30 July 1979.
The Vittorio Veneto intercepts a vessel in the North China Sea. A helicopter takes to the air to check: a fishing boat of about 150 metres is drifting in the waves. The helicopter approaches and spots, on board, a hundred or so exhausted bodies. They are Vietnamese, more than a hundred men, women and children.
They are the last wave of refugees who fled Vietnam following the fall of Saigon and the establishment of the communist regime in Hanoi. Farmers, teachers, office workers. Men. Rejected by neighbouring states, they try their luck clinging to soggy boats, tossed about by waves and at the mercy of gales and pirates. At 2 p.m. they are rescued and taken on board. They will join the other eight hundred Vietnamese refugees rescued from the fury of the sea by the Italian Navy. They will go down in history as the Boat People.

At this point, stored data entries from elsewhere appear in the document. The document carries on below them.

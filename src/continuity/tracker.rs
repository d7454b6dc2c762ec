//! Continuity tracker
//!
//! Each identity tuple has at most one active signal group. A re-detection
//! inside the lookback window updates that group; otherwise a new group is
//! created. Inactive groups are never reactivated.

use crate::signal::Signal;
use crate::store::{window_start, SignalPatch, SignalStore, StoreError};
use crate::telemetry::{
    increment_counter, record_latency, set_gauge, CounterMetric, GaugeMetric, LatencyMetric,
};
use chrono::{DateTime, Utc};
use serde::{Deserialize, Serialize};
use std::sync::Arc;
use std::time::Instant;
use tracing::{debug, info, warn};
use uuid::Uuid;

/// Continuity configuration
#[derive(Debug, Clone, Deserialize)]
#[serde(default)]
pub struct ContinuityConfig {
    /// How far back a previous detection still counts as the same group
    pub lookback_hours: i64,
    /// Staleness threshold for the sweep; 0 means expiry only
    pub stale_hours: i64,
}

impl Default for ContinuityConfig {
    fn default() -> Self {
        Self {
            lookback_hours: 24,
            stale_hours: 0,
        }
    }
}

/// What `process` did with a fresh signal
#[derive(Debug, Clone, Copy, PartialEq, Eq)]
pub enum ProcessOutcome {
    /// New group; carries the new row id
    Created(Uuid),
    /// Existing group updated; carries the existing row id
    Updated(Uuid),
}

/// Batch outcome counts
#[derive(Debug, Clone, Copy, Default, PartialEq, Eq, Serialize)]
pub struct ContinuityReport {
    pub new_count: usize,
    pub updated_count: usize,
    pub failed_count: usize,
}

/// Upserts fresh signals into the store by identity
pub struct ContinuityTracker<S: SignalStore> {
    store: Arc<S>,
    config: ContinuityConfig,
}

impl<S: SignalStore> ContinuityTracker<S> {
    pub fn new(store: Arc<S>, config: ContinuityConfig) -> Self {
        Self { store, config }
    }

    pub fn with_defaults(store: Arc<S>) -> Self {
        Self::new(store, ContinuityConfig::default())
    }

    pub fn store(&self) -> &Arc<S> {
        &self.store
    }

    pub fn config(&self) -> &ContinuityConfig {
        &self.config
    }

    /// Process one fresh signal at the current time
    pub async fn process(&self, signal: &Signal) -> Result<ProcessOutcome, StoreError> {
        self.process_at(signal, Utc::now()).await
    }

    /// Process one fresh signal as of `now`
    pub async fn process_at(
        &self,
        signal: &Signal,
        now: DateTime<Utc>,
    ) -> Result<ProcessOutcome, StoreError> {
        let key = signal.identity();
        let since = window_start(now, self.config.lookback_hours)?;

        if let Some(existing) = self.store.find_active_signal(&key, since).await? {
            let count = existing.detection_count.saturating_add(1);
            self.store
                .update_signal(existing.id, SignalPatch::redetection(signal, count, now))
                .await?;
            debug!(
                identity = %key,
                group = %existing.signal_group_id,
                detection_count = count,
                grade = %signal.grade,
                "Updated signal group"
            );
            return Ok(ProcessOutcome::Updated(existing.id));
        }

        // An active row outside the window is retired before a new group opens
        if let Some(old) = self
            .store
            .find_active_signal(&key, DateTime::<Utc>::MIN_UTC)
            .await?
        {
            self.store
                .update_signal(old.id, SignalPatch::deactivate())
                .await?;
            debug!(identity = %key, group = %old.signal_group_id, "Retired lapsed signal group");
        }

        let mut fresh = signal.clone();
        fresh.id = Uuid::new_v4();
        fresh.signal_group_id = fresh.id;
        fresh.first_detected_at = now;
        fresh.last_detected_at = now;
        fresh.detection_count = 1;
        fresh.is_active = true;

        let id = self.store.insert_signal(&fresh).await?;
        debug!(identity = %key, group = %id, grade = %fresh.grade, "Created signal group");
        Ok(ProcessOutcome::Created(id))
    }

    /// Process a batch; one failure never aborts the rest
    pub async fn process_signals(&self, signals: &[Signal]) -> ContinuityReport {
        self.process_signals_at(signals, Utc::now()).await
    }

    pub async fn process_signals_at(
        &self,
        signals: &[Signal],
        now: DateTime<Utc>,
    ) -> ContinuityReport {
        let start = Instant::now();
        let mut report = ContinuityReport::default();

        for signal in signals {
            match self.process_at(signal, now).await {
                Ok(ProcessOutcome::Created(_)) => report.new_count += 1,
                Ok(ProcessOutcome::Updated(_)) => report.updated_count += 1,
                Err(e) => {
                    report.failed_count += 1;
                    warn!(
                        ticker = %signal.ticker,
                        symbol = %signal.option_symbol,
                        error = %e,
                        "Continuity update failed"
                    );
                }
            }
        }

        increment_counter(CounterMetric::ContinuityCreated, report.new_count as u64);
        increment_counter(CounterMetric::ContinuityUpdated, report.updated_count as u64);
        increment_counter(CounterMetric::ContinuityFailed, report.failed_count as u64);
        record_latency(LatencyMetric::ContinuityBatch, start.elapsed());

        info!(
            new = report.new_count,
            updated = report.updated_count,
            failed = report.failed_count,
            "Continuity batch processed"
        );
        report
    }

    /// Deactivate expired and, with a positive threshold, stale signals
    pub async fn mark_stale(&self, hours_threshold: i64) -> Result<usize, StoreError> {
        self.mark_stale_at(Utc::now(), hours_threshold).await
    }

    pub async fn mark_stale_at(
        &self,
        now: DateTime<Utc>,
        hours_threshold: i64,
    ) -> Result<usize, StoreError> {
        let count = self
            .store
            .mark_expired_inactive(now, hours_threshold)
            .await?;
        increment_counter(CounterMetric::SignalsDeactivated, count as u64);

        if let Ok(active) = self.store.list_signals(true).await {
            set_gauge(GaugeMetric::ActiveSignals, active.len() as f64);
        }

        info!(deactivated = count, hours_threshold, "Stale sweep complete");
        Ok(count)
    }
}

#[cfg(test)]
mod tests {
    use super::*;
    use crate::chain::{Contract, OptionType};
    use crate::signal::{Grade, IdentityKey};
    use crate::store::MemorySignalStore;
    use async_trait::async_trait;
    use chrono::{Duration, NaiveDate, TimeZone};
    use rust_decimal::Decimal;
    use rust_decimal_macros::dec;

    fn t0() -> DateTime<Utc> {
        Utc.with_ymd_and_hms(2026, 10, 19, 14, 30, 0).unwrap()
    }

    fn create_test_signal(symbol: &str, expiry: NaiveDate, score: Decimal) -> Signal {
        let contract = Contract {
            symbol: symbol.to_string(),
            ticker: "XYZ".to_string(),
            strike: dec!(100),
            expiry,
            option_type: OptionType::Call,
            last_price: dec!(3),
            bid: dec!(2.9),
            ask: dec!(3.1),
            volume: 2_000,
            open_interest: 4_000,
            implied_volatility: Some(dec!(0.3)),
            greeks: None,
            snapshot_time: t0(),
        };
        let mut signal = Signal::from_contract(&contract, dec!(100));
        signal.set_score(score);
        signal
    }

    fn expiry() -> NaiveDate {
        NaiveDate::from_ymd_opt(2026, 11, 20).unwrap()
    }

    #[tokio::test]
    async fn test_create_then_update() {
        let store = Arc::new(MemorySignalStore::new());
        let tracker = ContinuityTracker::with_defaults(store.clone());
        let signal = create_test_signal("XYZ-A", expiry(), dec!(0.70));

        let created = tracker.process_at(&signal, t0()).await.unwrap();
        let ProcessOutcome::Created(id) = created else {
            panic!("expected a new group");
        };
        let row = store.get(id).await.unwrap();
        assert_eq!(row.signal_group_id, id);
        assert_eq!(row.first_detected_at, t0());
        assert_eq!(row.detection_count, 1);
        assert!(row.is_active);

        let later = t0() + Duration::minutes(15);
        let updated = tracker.process_at(&signal, later).await.unwrap();
        assert_eq!(updated, ProcessOutcome::Updated(id));
        let row = store.get(id).await.unwrap();
        assert_eq!(row.detection_count, 2);
        assert_eq!(row.last_detected_at, later);
    }

    #[tokio::test]
    async fn test_oversized_lookback_is_an_error() {
        let store = Arc::new(MemorySignalStore::new());
        let tracker = ContinuityTracker::new(
            store.clone(),
            ContinuityConfig {
                lookback_hours: i64::MAX,
                ..ContinuityConfig::default()
            },
        );
        let signal = create_test_signal("XYZ-A", expiry(), dec!(0.70));

        let result = tracker.process_at(&signal, t0()).await;
        assert!(matches!(result, Err(StoreError::InvalidWindow(_))));
        assert!(store.is_empty().await);
    }

    #[tokio::test]
    async fn test_redetection_upgrades_grade() {
        let store = Arc::new(MemorySignalStore::new());
        let tracker = ContinuityTracker::with_defaults(store.clone());

        let first = create_test_signal("XYZ-A", expiry(), dec!(0.70));
        assert_eq!(first.grade, Grade::B);
        let ProcessOutcome::Created(id) = tracker.process_at(&first, t0()).await.unwrap() else {
            panic!("expected a new group");
        };

        let second = create_test_signal("XYZ-A", expiry(), dec!(0.74));
        tracker
            .process_at(&second, t0() + Duration::minutes(15))
            .await
            .unwrap();

        let third = create_test_signal("XYZ-A", expiry(), dec!(0.86));
        tracker
            .process_at(&third, t0() + Duration::minutes(30))
            .await
            .unwrap();

        let row = store.get(id).await.unwrap();
        assert_eq!(row.grade, Grade::S);
        assert_eq!(row.overall_score, dec!(0.86));
        assert_eq!(row.detection_count, 3);
        assert_eq!(row.first_detected_at, t0());
        assert_eq!(row.signal_group_id, id);
        assert_eq!(store.len().await, 1);
    }

    #[tokio::test]
    async fn test_processing_twice_is_one_row() {
        let store = Arc::new(MemorySignalStore::new());
        let tracker = ContinuityTracker::with_defaults(store.clone());
        let signal = create_test_signal("XYZ-A", expiry(), dec!(0.66));

        tracker.process_at(&signal, t0()).await.unwrap();
        tracker.process_at(&signal, t0()).await.unwrap();

        let rows = store.list_signals(false).await.unwrap();
        assert_eq!(rows.len(), 1);
        assert_eq!(rows[0].detection_count, 2);
    }

    #[tokio::test]
    async fn test_expired_group_is_not_reactivated() {
        let store = Arc::new(MemorySignalStore::new());
        let tracker = ContinuityTracker::with_defaults(store.clone());
        let past = NaiveDate::from_ymd_opt(2026, 10, 16).unwrap();
        let signal = create_test_signal("XYZ-OLD", past, dec!(0.7));

        let ProcessOutcome::Created(old_id) = tracker.process_at(&signal, t0()).await.unwrap()
        else {
            panic!("expected a new group");
        };

        assert_eq!(tracker.mark_stale_at(t0(), 0).await.unwrap(), 1);
        assert_eq!(tracker.mark_stale_at(t0(), 0).await.unwrap(), 0);
        assert!(!store.get(old_id).await.unwrap().is_active);

        let again = tracker
            .process_at(&signal, t0() + Duration::minutes(15))
            .await
            .unwrap();
        let ProcessOutcome::Created(new_id) = again else {
            panic!("expected a fresh group");
        };
        assert_ne!(new_id, old_id);
        assert!(!store.get(old_id).await.unwrap().is_active);
        assert_eq!(store.get(new_id).await.unwrap().signal_group_id, new_id);
    }

    #[tokio::test]
    async fn test_lapsed_group_is_retired() {
        let store = Arc::new(MemorySignalStore::new());
        let tracker = ContinuityTracker::with_defaults(store.clone());
        let signal = create_test_signal("XYZ-A", expiry(), dec!(0.7));

        let ProcessOutcome::Created(old_id) = tracker.process_at(&signal, t0()).await.unwrap() else {
            panic!("expected a new group");
        };
        let outcome = tracker
            .process_at(&signal, t0() + Duration::hours(30))
            .await
            .unwrap();
        assert!(matches!(outcome, ProcessOutcome::Created(id) if id != old_id));
        assert_eq!(store.list_signals(true).await.unwrap().len(), 1);
        assert!(!store.get(old_id).await.unwrap().is_active);
    }

    /// Store that refuses inserts for one symbol
    struct FlakyStore {
        inner: MemorySignalStore,
        broken_symbol: String,
    }

    #[async_trait]
    impl SignalStore for FlakyStore {
        async fn find_active_signal(
            &self,
            key: &IdentityKey,
            since: DateTime<Utc>,
        ) -> Result<Option<Signal>, StoreError> {
            self.inner.find_active_signal(key, since).await
        }

        async fn insert_signal(&self, signal: &Signal) -> Result<Uuid, StoreError> {
            if signal.option_symbol == self.broken_symbol {
                return Err(StoreError::Io(std::io::Error::other("store unavailable")));
            }
            self.inner.insert_signal(signal).await
        }

        async fn update_signal(&self, id: Uuid, patch: SignalPatch) -> Result<(), StoreError> {
            self.inner.update_signal(id, patch).await
        }

        async fn mark_expired_inactive(
            &self,
            now: DateTime<Utc>,
            hours_threshold: i64,
        ) -> Result<usize, StoreError> {
            self.inner.mark_expired_inactive(now, hours_threshold).await
        }

        async fn list_signals(&self, active_only: bool) -> Result<Vec<Signal>, StoreError> {
            self.inner.list_signals(active_only).await
        }
    }

    #[tokio::test]
    async fn test_batch_contains_failures() {
        let store = Arc::new(FlakyStore {
            inner: MemorySignalStore::new(),
            broken_symbol: "XYZ-B".to_string(),
        });
        let tracker = ContinuityTracker::with_defaults(store.clone());

        let existing = create_test_signal("XYZ-C", expiry(), dec!(0.7));
        tracker.process_at(&existing, t0()).await.unwrap();

        let batch = vec![
            create_test_signal("XYZ-A", expiry(), dec!(0.7)),
            create_test_signal("XYZ-B", expiry(), dec!(0.7)),
            create_test_signal("XYZ-C", expiry(), dec!(0.8)),
        ];
        let report = tracker
            .process_signals_at(&batch, t0() + Duration::minutes(15))
            .await;

        assert_eq!(
            report,
            ContinuityReport {
                new_count: 1,
                updated_count: 1,
                failed_count: 1,
            }
        );
        assert_eq!(store.inner.len().await, 2);
    }
}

The mission begins on 27 June of the same year when, late in the afternoon, an urgent cable reaches the cruiser Vittorio Veneto stationed in Toulon and the destroyer Andrea Doria stationed in Barcelona. They are to join the support ship Stromboli in Taranto and on 4 July set course for south-east Asia off Vietnam. The order is to save lives.
The decision for the Vietnam Mission is taken by President Sandro Pertini, who entrustes the task to the government headed by Giulio Andreotti. The ‘political’ leadership of the operation is entrusted to Defence Minister Attilio Ruffini.
The ships, after making major structural changes to the interior to accommodate nine hundred and sixty cots and numerous toilet facilities, and after reducing the crew to make room for refugees, arrive in Crete, pass through the Suez Canal, stop in Singapore and arrive in the mission area, the Gulf of Siam, on 26 July. They have travelled more than 8,000 miles.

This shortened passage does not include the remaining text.